I would really appreciate if I there was better interoperability. At the end of the day, I (or my boss or your clients) do not want to know about theoretical advantages or ideological reasons pro or con DITA or anything else. My money and my comapany´s knowledge went into that content – be it in a complex (german) CCMS, in kilometers of ring binders or in DITA topics (which might be handled and organized in an expensive german .. whatever).
I can understand – from a business point of view – that it is nice for an CMS-vendor to lock away a client in an expensive tool that generates continuous cash flow without an affordable way to transfer the data (which is the customer´s, by the way) to another system. But I expect them to have the high demands of themselves to have a solution that is so good and always technologically cutting edge that they do not have to bash DITA (or that inferior other CMS) to make themselves look better.
The last thing I want is that there is a disconnection of the leading heads in the english-speaking world (also India, when looking at the DITA adoption rate) and the fragmented „rest of the world“. Even small and medium businesses are nowadays competing on an global market and this it not the time for those who should communicate as a profession to stick to national insular solutions (can I say that in english? german: Insellösung).

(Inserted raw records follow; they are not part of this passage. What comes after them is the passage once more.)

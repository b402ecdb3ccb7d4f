//! Target allocation file (target.json) loading and validation.

use std::path::Path;

use chrono::{DateTime, Utc};
use driftplan::{RebalanceMode, TargetTable, UnlistedPolicy};
use rust_decimal::Decimal;
use serde::Deserialize;

use crate::error::{Error, Result};
use crate::history::{self, ReferencePeriod, Transaction};

/// A target allocation, possibly nested by category.
#[derive(Debug, Clone, Deserialize)]
pub struct TargetSpec {
    pub timestamp: DateTime<Utc>,
    pub allocation: TargetTable,
    #[serde(default)]
    pub constraints: Option<Constraints>,
}

/// Optional per-run overrides of the `[rebalance]` config table.
#[derive(Debug, Clone, Default, Deserialize)]
pub struct Constraints {
    pub tolerance: Option<Decimal>,
    pub min_trade_value: Option<Decimal>,
    pub mode: Option<RebalanceMode>,
    pub unlisted: Option<UnlistedPolicy>,
}

impl TargetSpec {
    /// Load and validate a target.json file.
    pub fn load(path: &Path) -> Result<Self> {
        let contents = std::fs::read_to_string(path).map_err(|e| Error::TargetRead {
            path: path.to_path_buf(),
            source: e,
        })?;
        Self::from_json(&contents)
    }

    /// Parse from a JSON string.
    pub fn from_json(json: &str) -> Result<Self> {
        let spec: TargetSpec = serde_json::from_str(json)?;
        spec.validate()?;
        Ok(spec)
    }

    /// Structural checks. Weights are checked by flattening the table, so a
    /// bad allocation fails here with the engine's `InvalidAllocation`.
    fn validate(&self) -> Result<()> {
        self.allocation.flatten()?;

        if let Some(c) = &self.constraints {
            if let Some(tol) = c
                .tolerance
                .filter(|t| *t < Decimal::ZERO || *t >= Decimal::ONE)
            {
                return Err(Error::Target(format!(
                    "constraint tolerance must be in [0, 1), got {tol}"
                )));
            }
            if let Some(min) = c.min_trade_value.filter(|m| *m < Decimal::ZERO) {
                return Err(Error::Target(format!(
                    "constraint min_trade_value must be >= 0, got {min}"
                )));
            }
        }
        Ok(())
    }

    /// Targets that restore each instrument's share of the money invested
    /// over `period`. Stamped with the last trade inside the period.
    pub fn from_transactions(
        transactions: &[Transaction],
        period: ReferencePeriod,
    ) -> Result<Self> {
        let allocation = history::initial_ratios(transactions, period)?;
        let timestamp = transactions
            .iter()
            .filter(|t| period.contains(t.date))
            .map(|t| t.date)
            .max()
            .ok_or_else(|| Error::Target(format!("no transactions between {period}")))?;

        let spec = TargetSpec {
            timestamp,
            allocation,
            constraints: None,
        };
        spec.validate()?;
        Ok(spec)
    }
}

#[cfg(test)]
mod tests {
    use super::*;
    use rust_decimal_macros::dec;

    fn nested_json() -> &'static str {
        r#"{
            "timestamp": "2026-02-08T15:30:00Z",
            "allocation": [
                { "category": "equity", "weight": 0.8, "members": [
                    { "instrument": "IWDA", "weight": 0.75 },
                    { "instrument": "EMIM", "weight": 0.25 }
                ]},
                { "instrument": "AGGH", "weight": 0.2 }
            ]
        }"#
    }

    #[test]
    fn parse_nested_target() {
        let spec = TargetSpec::from_json(nested_json()).unwrap();
        assert_eq!(spec.allocation.nodes().len(), 2);
        assert!(spec.constraints.is_none());

        let weights = spec.allocation.flatten().unwrap();
        let iwda = weights.iter().find(|t| t.instrument.as_str() == "IWDA").unwrap();
        assert_eq!(iwda.fraction, dec!(0.6));
    }

    #[test]
    fn from_transactions_in_period() {
        let txs: Vec<Transaction> = serde_json::from_str(
            r#"[
                { "date": "2023-06-01T10:00:00Z", "instrument": "OLD",
                  "quantity": 1, "total": -900 },
                { "date": "2024-01-10T10:00:00Z", "instrument": "IWDA",
                  "quantity": 5, "total": -400 },
                { "date": "2024-03-15T14:00:00Z", "instrument": "AGGH",
                  "quantity": 20, "total": -100 },
                { "date": "2024-02-01T10:00:00Z", "instrument": "IWDA",
                  "quantity": 5, "total": -400 }
            ]"#,
        )
        .unwrap();
        let period = ReferencePeriod::new(
            "2024-01-01".parse().unwrap(),
            "2024-12-31".parse().unwrap(),
        )
        .unwrap();

        let spec = TargetSpec::from_transactions(&txs, period).unwrap();
        assert_eq!(spec.timestamp, "2024-03-15T14:00:00Z".parse::<DateTime<Utc>>().unwrap());
        assert!(spec.constraints.is_none());

        let weights = spec.allocation.flatten().unwrap();
        let ids: Vec<&str> = weights.iter().map(|t| t.instrument.as_str()).collect();
        assert_eq!(ids, vec!["AGGH", "IWDA"]);
        assert_eq!(weights[0].fraction, dec!(0.1111111111111111111111111111));
        let sum: Decimal = weights.iter().map(|t| t.fraction).sum();
        assert!((sum - Decimal::ONE).abs() <= driftplan::WEIGHT_EPSILON);
    }

    #[test]
    fn reject_empty_allocation() {
        let json = r#"{"timestamp":"2026-01-01T00:00:00Z","allocation":[]}"#;
        let err = TargetSpec::from_json(json).unwrap_err();
        assert!(err.is_plan_failure());
    }

    #[test]
    fn reject_weights_not_summing_to_one() {
        let json = r#"{
            "timestamp": "2026-01-01T00:00:00Z",
            "allocation": [
                { "instrument": "A", "weight": 0.6 },
                { "instrument": "B", "weight": 0.3 }
            ]
        }"#;
        let err = TargetSpec::from_json(json).unwrap_err();
        assert!(matches!(
            err,
            Error::Engine(driftplan::Error::InvalidAllocation(_))
        ));
    }

    #[test]
    fn reject_duplicate_instrument() {
        let json = r#"{
            "timestamp": "2026-01-01T00:00:00Z",
            "allocation": [
                { "instrument": "A", "weight": 0.5 },
                { "instrument": "A", "weight": 0.5 }
            ]
        }"#;
        assert!(TargetSpec::from_json(json).is_err());
    }

    #[test]
    fn reject_bad_timestamp() {
        let json = r#"{"timestamp":"yesterday","allocation":[{"instrument":"A","weight":1}]}"#;
        assert!(matches!(TargetSpec::from_json(json), Err(Error::Json(_))));
    }

    #[test]
    fn accept_with_constraints() {
        let json = r#"{
            "timestamp": "2026-01-01T00:00:00Z",
            "allocation": [{ "instrument": "A", "weight": 1.0 }],
            "constraints": { "tolerance": 0.05, "mode": "buy-only" }
        }"#;
        let spec = TargetSpec::from_json(json).unwrap();
        let c = spec.constraints.unwrap();
        assert_eq!(c.tolerance, Some(dec!(0.05)));
        assert_eq!(c.mode, Some(RebalanceMode::BuyOnly));
        assert_eq!(c.unlisted, None);
    }

    #[test]
    fn reject_bad_constraint_tolerance() {
        let json = r#"{
            "timestamp": "2026-01-01T00:00:00Z",
            "allocation": [{ "instrument": "A", "weight": 1.0 }],
            "constraints": { "tolerance": 1.0 }
        }"#;
        assert!(matches!(TargetSpec::from_json(json), Err(Error::Target(_))));
    }
}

I had the impression, that there is coinciding opinion that information should be structured, single sourced even intelligent (how far you want to define that is another topic) and most of the time you will end in some sort of XML-based content which has to be authored and managed with some tools you can afford and are somehow usable by the content creators. It is our responsibility to create the rules that define the possibilities and boundaries which enable the creation, administration of content over its life cycle – but also make sure that the knowledge within that content is not locked in one system (you know, that silo stuff). DITA is one very good option to do that – not more and not less and definitely not the best for everyone.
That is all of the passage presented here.